# Source material:
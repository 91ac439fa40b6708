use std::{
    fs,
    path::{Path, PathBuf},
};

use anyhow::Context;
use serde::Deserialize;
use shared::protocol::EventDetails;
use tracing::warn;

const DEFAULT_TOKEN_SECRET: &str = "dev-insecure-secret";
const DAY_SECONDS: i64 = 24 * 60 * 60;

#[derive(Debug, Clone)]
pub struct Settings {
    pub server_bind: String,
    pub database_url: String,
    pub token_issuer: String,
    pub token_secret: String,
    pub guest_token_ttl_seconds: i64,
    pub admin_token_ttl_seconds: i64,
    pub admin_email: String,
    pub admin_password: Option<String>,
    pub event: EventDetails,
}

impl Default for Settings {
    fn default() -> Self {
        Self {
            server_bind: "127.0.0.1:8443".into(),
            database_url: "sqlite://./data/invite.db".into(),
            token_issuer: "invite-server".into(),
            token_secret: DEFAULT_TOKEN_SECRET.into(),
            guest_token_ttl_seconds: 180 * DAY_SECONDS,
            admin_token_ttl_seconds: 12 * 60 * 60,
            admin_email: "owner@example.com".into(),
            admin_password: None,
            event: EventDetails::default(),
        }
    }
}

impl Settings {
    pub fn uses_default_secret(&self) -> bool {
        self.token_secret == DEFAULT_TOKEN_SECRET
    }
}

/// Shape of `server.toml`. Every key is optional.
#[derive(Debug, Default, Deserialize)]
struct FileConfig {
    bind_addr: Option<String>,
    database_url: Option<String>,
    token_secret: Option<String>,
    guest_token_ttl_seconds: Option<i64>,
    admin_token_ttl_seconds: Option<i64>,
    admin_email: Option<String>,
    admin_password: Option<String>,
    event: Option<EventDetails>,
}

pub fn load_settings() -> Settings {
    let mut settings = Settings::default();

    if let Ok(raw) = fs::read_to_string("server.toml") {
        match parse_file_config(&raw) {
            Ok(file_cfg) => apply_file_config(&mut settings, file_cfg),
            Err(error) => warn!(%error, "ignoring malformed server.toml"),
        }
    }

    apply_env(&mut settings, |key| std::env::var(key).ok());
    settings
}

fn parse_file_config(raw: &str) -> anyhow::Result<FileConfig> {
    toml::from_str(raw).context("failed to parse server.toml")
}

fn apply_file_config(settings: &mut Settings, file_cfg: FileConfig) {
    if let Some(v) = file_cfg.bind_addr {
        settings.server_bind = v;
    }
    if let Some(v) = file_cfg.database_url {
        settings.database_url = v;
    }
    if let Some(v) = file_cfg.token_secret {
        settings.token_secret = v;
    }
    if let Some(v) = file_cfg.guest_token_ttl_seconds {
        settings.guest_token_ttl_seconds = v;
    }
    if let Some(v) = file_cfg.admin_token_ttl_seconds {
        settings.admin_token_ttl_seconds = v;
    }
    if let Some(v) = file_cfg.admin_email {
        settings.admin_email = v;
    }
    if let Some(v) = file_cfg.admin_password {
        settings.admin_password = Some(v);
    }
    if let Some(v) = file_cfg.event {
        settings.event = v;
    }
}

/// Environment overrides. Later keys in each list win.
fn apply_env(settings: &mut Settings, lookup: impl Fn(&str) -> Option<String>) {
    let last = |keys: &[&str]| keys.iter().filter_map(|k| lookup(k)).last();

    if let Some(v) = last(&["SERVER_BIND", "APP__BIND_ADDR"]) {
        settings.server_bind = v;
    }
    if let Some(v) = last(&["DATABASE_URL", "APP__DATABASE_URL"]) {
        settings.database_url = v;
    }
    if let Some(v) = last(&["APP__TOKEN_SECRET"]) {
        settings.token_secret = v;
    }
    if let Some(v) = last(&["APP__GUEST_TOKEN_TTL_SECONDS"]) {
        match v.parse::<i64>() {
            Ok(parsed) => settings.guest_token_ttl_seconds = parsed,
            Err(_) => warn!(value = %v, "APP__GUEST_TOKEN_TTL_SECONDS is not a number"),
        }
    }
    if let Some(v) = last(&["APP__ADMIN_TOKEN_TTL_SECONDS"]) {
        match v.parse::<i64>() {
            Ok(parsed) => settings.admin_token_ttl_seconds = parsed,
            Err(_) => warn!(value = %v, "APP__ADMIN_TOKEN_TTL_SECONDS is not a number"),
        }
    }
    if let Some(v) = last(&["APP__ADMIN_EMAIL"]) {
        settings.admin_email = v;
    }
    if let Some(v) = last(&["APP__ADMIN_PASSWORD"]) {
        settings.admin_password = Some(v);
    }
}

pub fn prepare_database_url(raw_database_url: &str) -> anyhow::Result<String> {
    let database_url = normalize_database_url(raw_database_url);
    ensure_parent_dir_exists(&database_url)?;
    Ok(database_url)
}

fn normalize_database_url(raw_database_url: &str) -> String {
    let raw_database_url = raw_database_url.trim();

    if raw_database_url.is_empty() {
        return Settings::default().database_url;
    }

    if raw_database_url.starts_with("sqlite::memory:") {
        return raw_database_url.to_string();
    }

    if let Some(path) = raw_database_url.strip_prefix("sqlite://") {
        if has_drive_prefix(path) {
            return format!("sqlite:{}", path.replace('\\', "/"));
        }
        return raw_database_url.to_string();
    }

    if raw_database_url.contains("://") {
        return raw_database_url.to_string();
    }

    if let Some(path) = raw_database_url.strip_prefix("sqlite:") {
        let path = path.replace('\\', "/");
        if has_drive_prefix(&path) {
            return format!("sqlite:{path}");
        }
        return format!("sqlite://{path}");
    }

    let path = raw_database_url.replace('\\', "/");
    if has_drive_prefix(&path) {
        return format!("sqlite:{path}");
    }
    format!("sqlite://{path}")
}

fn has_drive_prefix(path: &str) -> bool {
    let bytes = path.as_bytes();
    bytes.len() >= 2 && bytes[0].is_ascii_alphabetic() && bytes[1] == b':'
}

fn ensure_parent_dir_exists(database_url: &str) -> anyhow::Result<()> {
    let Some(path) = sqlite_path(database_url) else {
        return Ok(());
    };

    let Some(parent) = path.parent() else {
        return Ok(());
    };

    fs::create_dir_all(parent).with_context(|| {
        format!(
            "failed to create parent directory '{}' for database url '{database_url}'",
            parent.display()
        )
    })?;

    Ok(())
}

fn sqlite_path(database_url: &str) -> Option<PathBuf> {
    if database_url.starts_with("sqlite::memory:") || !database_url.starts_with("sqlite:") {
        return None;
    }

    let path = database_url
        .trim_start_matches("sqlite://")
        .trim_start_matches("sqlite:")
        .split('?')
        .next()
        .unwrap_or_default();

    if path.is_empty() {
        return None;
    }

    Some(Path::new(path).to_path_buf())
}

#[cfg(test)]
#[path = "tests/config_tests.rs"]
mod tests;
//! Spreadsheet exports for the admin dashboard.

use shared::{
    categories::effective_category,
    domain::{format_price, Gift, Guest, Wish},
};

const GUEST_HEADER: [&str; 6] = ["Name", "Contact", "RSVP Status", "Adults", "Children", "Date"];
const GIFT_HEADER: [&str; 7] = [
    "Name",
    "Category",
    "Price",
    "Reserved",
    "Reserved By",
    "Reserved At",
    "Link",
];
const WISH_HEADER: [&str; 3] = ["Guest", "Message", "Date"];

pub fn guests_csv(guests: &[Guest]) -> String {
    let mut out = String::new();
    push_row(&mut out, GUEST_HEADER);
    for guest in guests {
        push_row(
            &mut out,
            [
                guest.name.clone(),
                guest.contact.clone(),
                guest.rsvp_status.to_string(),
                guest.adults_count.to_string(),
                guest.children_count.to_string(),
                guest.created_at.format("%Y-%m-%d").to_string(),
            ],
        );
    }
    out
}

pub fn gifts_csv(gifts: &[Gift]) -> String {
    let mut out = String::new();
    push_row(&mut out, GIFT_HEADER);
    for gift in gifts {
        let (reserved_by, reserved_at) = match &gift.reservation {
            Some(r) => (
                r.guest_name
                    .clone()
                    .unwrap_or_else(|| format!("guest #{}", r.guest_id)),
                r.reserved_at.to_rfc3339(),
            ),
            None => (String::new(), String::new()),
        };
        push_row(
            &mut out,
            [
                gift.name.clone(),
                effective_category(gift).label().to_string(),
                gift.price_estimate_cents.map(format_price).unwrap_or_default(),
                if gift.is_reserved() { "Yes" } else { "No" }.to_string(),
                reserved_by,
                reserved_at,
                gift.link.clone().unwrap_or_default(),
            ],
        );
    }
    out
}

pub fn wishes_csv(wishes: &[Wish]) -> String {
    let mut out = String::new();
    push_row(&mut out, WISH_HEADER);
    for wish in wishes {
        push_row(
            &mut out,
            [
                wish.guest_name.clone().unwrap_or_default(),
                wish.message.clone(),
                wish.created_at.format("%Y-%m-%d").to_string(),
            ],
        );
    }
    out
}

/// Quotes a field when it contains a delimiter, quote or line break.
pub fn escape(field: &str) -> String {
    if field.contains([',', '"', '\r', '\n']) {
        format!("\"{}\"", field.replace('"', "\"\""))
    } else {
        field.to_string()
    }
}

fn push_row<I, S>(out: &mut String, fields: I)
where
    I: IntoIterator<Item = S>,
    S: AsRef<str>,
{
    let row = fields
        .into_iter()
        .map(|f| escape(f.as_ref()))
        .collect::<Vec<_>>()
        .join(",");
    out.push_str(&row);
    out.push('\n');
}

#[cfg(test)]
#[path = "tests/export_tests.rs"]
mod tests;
...
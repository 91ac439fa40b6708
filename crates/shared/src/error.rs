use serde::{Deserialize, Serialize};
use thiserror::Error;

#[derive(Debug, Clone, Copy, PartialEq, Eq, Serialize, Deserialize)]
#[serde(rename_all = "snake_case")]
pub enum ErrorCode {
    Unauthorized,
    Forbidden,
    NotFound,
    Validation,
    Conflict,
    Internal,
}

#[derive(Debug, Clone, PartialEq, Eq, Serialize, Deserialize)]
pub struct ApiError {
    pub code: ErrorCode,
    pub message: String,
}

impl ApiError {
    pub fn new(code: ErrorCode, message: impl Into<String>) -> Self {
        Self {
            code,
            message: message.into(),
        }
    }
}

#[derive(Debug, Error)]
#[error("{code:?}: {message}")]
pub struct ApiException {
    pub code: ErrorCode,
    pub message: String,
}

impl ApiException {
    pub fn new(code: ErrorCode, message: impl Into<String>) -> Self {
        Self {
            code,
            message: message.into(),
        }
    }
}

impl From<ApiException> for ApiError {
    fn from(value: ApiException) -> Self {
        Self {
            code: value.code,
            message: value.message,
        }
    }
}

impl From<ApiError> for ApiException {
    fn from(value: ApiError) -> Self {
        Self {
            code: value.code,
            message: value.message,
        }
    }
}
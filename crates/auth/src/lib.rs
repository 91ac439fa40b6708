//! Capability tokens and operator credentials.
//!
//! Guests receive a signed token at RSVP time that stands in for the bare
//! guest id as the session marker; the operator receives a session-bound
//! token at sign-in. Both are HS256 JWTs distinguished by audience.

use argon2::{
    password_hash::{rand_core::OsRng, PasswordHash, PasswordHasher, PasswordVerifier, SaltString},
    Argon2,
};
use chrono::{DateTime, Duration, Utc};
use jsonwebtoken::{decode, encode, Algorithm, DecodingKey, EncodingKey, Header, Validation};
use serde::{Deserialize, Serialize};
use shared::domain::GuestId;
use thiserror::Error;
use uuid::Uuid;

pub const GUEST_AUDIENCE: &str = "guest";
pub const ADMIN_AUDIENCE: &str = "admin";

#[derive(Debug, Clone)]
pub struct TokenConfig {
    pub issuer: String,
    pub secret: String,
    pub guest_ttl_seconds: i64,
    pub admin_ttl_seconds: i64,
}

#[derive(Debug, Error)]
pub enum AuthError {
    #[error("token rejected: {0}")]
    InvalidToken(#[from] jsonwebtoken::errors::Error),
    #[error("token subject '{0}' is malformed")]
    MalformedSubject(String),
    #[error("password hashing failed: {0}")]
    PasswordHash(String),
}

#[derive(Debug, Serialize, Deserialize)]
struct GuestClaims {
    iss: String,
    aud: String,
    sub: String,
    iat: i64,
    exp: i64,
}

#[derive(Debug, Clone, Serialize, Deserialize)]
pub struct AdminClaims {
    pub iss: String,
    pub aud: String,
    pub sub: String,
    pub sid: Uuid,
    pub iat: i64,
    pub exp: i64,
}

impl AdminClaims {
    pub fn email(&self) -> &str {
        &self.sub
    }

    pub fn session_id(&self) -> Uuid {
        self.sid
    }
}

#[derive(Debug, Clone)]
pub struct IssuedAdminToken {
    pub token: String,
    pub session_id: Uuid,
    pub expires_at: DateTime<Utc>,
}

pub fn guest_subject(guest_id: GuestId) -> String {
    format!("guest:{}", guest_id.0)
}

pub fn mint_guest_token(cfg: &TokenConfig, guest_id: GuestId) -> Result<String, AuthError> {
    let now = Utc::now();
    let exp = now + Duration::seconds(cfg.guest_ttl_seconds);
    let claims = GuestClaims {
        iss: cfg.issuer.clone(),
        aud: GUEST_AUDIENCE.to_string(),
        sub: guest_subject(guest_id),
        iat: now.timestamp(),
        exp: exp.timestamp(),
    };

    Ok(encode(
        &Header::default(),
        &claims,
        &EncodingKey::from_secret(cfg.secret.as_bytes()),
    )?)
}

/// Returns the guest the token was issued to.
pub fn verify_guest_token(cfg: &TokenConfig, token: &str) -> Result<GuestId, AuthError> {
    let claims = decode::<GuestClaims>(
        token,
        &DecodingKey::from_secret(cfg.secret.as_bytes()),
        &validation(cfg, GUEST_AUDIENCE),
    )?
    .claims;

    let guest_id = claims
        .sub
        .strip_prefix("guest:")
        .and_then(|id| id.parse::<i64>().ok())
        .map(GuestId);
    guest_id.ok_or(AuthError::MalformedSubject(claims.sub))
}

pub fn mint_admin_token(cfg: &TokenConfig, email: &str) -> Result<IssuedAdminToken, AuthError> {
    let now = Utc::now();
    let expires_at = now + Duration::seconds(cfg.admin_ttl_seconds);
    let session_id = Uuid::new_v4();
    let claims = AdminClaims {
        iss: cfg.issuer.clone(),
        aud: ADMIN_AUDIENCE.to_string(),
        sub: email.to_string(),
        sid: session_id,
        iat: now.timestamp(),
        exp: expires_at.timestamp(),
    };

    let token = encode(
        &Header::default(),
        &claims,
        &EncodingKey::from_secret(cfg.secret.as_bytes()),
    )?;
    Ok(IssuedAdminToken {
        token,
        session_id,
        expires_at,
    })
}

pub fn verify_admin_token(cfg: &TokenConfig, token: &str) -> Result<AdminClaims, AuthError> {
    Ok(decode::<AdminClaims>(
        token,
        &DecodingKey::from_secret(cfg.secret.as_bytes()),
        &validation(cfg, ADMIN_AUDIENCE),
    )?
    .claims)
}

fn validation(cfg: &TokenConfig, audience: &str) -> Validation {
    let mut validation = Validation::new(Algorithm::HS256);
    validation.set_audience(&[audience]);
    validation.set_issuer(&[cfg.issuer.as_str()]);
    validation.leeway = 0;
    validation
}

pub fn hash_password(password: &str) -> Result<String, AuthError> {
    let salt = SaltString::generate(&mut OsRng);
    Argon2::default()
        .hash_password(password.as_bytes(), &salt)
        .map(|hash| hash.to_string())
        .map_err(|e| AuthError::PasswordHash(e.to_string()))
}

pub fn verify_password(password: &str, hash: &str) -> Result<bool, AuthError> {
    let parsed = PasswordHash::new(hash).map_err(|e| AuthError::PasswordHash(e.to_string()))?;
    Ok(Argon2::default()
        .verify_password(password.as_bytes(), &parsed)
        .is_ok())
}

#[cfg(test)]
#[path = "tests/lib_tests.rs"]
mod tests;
* * *
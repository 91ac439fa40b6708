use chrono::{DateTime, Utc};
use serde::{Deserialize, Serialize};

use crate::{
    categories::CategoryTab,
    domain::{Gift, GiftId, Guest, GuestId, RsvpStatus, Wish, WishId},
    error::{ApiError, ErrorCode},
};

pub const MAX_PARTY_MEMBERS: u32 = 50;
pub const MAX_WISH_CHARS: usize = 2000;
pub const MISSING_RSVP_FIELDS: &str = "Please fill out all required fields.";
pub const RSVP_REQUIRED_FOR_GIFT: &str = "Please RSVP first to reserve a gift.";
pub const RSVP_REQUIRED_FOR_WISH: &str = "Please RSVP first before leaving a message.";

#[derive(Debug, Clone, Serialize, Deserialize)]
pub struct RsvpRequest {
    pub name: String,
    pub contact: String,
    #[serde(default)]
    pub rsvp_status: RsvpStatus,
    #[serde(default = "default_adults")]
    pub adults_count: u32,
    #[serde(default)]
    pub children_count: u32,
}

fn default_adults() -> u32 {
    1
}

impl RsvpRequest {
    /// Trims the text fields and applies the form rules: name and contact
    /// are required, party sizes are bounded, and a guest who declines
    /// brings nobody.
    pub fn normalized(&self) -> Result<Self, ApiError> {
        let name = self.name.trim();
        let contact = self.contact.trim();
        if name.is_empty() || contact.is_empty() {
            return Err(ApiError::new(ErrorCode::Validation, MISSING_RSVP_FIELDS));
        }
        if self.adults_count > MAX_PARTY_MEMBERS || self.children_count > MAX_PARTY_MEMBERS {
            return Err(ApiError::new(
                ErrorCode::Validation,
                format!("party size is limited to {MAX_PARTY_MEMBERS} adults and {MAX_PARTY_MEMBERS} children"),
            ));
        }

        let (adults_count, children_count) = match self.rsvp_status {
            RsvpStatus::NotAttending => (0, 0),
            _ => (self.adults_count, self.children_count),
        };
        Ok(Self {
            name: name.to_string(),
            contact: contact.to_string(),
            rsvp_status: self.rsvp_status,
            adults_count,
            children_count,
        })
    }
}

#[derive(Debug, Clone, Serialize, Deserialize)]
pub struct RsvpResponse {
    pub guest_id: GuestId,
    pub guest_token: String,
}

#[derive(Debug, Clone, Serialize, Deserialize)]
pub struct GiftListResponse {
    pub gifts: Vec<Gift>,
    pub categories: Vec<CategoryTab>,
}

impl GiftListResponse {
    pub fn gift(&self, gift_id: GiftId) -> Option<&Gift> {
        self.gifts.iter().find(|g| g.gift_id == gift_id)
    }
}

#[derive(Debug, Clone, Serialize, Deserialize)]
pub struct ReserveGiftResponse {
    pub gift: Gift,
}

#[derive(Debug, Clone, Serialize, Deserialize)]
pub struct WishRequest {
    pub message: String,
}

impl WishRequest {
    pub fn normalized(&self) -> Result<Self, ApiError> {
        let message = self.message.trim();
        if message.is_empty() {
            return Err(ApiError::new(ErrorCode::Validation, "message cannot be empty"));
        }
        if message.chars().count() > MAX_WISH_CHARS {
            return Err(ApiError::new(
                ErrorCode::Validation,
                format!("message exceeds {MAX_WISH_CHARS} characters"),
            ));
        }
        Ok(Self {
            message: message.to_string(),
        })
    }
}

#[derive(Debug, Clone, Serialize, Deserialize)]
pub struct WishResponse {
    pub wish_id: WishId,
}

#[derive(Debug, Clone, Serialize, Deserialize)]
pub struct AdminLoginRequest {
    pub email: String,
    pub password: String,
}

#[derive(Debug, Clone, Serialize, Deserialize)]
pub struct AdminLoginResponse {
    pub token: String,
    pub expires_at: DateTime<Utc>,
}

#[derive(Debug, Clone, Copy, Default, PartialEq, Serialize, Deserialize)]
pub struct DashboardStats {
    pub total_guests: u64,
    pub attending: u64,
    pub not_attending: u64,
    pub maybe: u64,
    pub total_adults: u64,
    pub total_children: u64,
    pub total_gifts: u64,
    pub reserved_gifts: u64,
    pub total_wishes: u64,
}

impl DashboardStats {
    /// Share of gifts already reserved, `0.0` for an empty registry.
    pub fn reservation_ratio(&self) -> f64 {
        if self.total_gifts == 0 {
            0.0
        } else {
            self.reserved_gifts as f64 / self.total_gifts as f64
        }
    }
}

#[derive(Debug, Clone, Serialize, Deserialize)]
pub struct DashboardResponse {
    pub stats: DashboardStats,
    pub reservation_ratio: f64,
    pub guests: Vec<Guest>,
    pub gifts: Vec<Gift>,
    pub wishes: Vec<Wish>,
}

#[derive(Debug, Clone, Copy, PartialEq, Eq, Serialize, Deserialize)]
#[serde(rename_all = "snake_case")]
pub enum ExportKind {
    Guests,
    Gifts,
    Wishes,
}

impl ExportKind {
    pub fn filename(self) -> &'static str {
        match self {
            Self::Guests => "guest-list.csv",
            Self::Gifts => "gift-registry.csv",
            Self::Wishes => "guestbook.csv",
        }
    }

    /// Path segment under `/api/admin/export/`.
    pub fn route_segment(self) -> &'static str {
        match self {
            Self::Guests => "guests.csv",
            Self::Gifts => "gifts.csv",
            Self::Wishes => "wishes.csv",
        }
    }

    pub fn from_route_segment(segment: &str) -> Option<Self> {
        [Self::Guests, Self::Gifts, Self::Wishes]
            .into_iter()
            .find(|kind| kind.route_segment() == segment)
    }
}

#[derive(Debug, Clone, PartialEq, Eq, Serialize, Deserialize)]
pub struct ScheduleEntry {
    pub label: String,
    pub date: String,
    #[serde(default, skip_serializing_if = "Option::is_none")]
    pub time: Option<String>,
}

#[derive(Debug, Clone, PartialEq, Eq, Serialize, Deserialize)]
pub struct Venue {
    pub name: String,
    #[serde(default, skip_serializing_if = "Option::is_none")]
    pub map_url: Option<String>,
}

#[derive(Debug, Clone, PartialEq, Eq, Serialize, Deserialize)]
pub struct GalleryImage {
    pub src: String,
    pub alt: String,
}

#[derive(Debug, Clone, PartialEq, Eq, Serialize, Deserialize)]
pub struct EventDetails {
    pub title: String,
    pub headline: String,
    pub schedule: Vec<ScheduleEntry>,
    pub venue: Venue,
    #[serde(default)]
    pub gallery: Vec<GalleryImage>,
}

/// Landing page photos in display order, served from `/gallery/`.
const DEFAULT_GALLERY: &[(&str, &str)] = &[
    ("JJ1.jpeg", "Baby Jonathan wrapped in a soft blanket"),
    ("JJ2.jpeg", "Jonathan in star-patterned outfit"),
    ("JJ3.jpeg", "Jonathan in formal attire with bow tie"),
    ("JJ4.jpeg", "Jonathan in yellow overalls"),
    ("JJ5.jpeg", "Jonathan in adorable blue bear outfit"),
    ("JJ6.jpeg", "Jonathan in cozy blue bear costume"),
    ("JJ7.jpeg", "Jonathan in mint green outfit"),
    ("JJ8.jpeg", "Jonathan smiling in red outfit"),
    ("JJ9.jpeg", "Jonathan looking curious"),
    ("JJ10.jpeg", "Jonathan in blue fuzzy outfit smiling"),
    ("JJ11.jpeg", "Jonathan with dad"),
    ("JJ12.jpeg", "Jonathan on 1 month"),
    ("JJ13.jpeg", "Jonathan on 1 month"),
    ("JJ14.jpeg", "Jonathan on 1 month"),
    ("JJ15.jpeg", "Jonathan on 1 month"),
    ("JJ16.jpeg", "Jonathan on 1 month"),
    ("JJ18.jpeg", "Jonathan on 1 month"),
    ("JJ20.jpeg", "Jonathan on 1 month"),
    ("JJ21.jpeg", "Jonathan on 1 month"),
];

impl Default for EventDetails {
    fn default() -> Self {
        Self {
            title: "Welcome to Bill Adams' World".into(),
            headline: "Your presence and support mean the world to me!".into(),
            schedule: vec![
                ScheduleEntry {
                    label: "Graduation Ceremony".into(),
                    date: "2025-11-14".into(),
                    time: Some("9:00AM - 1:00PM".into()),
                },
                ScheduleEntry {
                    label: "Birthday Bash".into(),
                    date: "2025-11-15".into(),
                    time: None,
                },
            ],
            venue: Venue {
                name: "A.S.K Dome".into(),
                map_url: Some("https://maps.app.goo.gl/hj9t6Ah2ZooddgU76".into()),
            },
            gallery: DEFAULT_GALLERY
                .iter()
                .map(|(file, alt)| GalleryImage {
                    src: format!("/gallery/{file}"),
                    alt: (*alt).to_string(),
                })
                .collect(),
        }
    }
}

# Exercise:
Using the material above, work out how many lines hold the word "ScheduleEntry". Reply with that number alone.

# Output below:
4